いつもと変わらない彼を見ていると、まるで、昨日の出来事が嘘なんじゃないかと思えてくる。……そう思いたい。
けど、けど…。僕は見た。絶対に。この目で。
その証拠に、躓いて転んだ際擦りむいた傷が、今もはっきりと残っている。絆創膏を貼って、覆い隠している傷が。
「うん、ありがとう。でも大丈夫」
僕は笑って見せた。正確には、口角を上げただけだ。今の僕は、駿の前で本当の笑顔を見せることは到底できない。この笑顔に、違和感を持っていないだろうか。大丈夫だろうか。
駿は「ならいーけどっ。 」と言うと、再び授業に集中し始めた。僕はほっと息をつく。
黒板の文字を写しながら、考える。
駿はあの後…。彼の母を殺した後、どうしたんだろう。隠したんだろうか。駿がここに居るということは、恐らく、そういうことだろう。でも、弟がいると聞いている。弟には、なんて説明したのだろう。まだ小さい子なら、うまく誤魔化せるかもしれない。けど確か、駿の弟は中学2年生のはずだ。簡単な誤魔化しが聞くような歳の子じゃない。
そして、何より気になっていること…。どうして、駿は、自身の母を殺してしまったのだろう。今まで、彼の母の話は聞いたことがなかった。だからこそ、分からなかった。仲が良かったのかも、悪かったのかも、分からない。
けどひとつ確かなのは、駿が硝子の灰皿を使って彼の母を殴り殺したということだ。
灰皿は血まみれだった。凶器は灰皿で間違いないだろう。そして、あのガシャンという音。駿の母の近くには、割れた皿が落ちていた。おそらく、殴られて倒れる際、持っていた皿を落として割ってしまったのだろう。

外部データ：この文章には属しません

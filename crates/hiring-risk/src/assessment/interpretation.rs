use super::domain::Answers;
use super::scoring::RiskResult;
use super::tables::{
    exposure_phrase, firm_size_phrase, region_phrase, tier_recommendations, MARKET_CONTEXT,
    RECOMMENDATIONS_HEADING,
};
use serde::Serialize;
use std::fmt;

/// Human-readable guidance derived from a scoring result.
#[derive(Debug, Clone, PartialEq, Eq, Serialize)]
pub struct Interpretation {
    pub opening: String,
    pub recommendations_heading: &'static str,
    pub recommendations: Vec<&'static str>,
    pub market_context: &'static str,
}

pub fn interpret(answers: &Answers, result: &RiskResult) -> Interpretation {
    let opening = format!(
        "As {} with {} operating in {}, your bilingual hiring risk scores {:.0}/100, which places you in the {} tier. {}",
        firm_size_phrase(answers.firm_size),
        exposure_phrase(answers.bilingual_exposure),
        region_phrase(answers.region),
        result.score,
        result.tier.label(),
        result.description,
    );

    Interpretation {
        opening,
        recommendations_heading: RECOMMENDATIONS_HEADING,
        recommendations: tier_recommendations(result.tier).to_vec(),
        market_context: MARKET_CONTEXT,
    }
}

impl fmt::Display for Interpretation {
    fn fmt(&self, f: &mut fmt::Formatter<'_>) -> fmt::Result {
        writeln!(f, "{}", self.opening)?;
        writeln!(f)?;
        writeln!(f, "{}:", self.recommendations_heading)?;
        for item in &self.recommendations {
            writeln!(f, "- {item}")?;
        }
        writeln!(f)?;
        write!(f, "{}", self.market_context)
    }
}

計画的な犯行なのかも、突発的な犯行なのかも、分からない。
僕が知りたいことは、3つ。
・どうして駿は彼の母を殺めてしまったのか
・死体はどこに隠したのか
・駿はこれからどうするつもりなのか
まだ僕は、駿のことを何も知らない。彼のことを、もっと知りたい。そして、何であろうと、駿の力になる。 彼の力になれれば、何だっていい。だって、彼がもし捕まってしまったりしたら、僕はもう、どうしたらいいか分からない。駿のお陰で楽しい学校生活も、どうなってしまうのだろう。
なにより、僕を助けてくれた彼を、今度は僕が助けたい。
僕はゆっくりと駿に視線を向けた。
いつものように授業を受ける駿。そんな彼の日常を壊すなんて、許せない。
けれど、僕にできることって、何なのだろうか…。駿に、見てしまったことを話して、協力すると正直に言うか…?いや、一か八かすぎる。
考えなくちゃ。僕が。彼の犯行が明るみにならないように。
彼を人殺しにさせないように。
僕から、彼が、奪われる事のないように。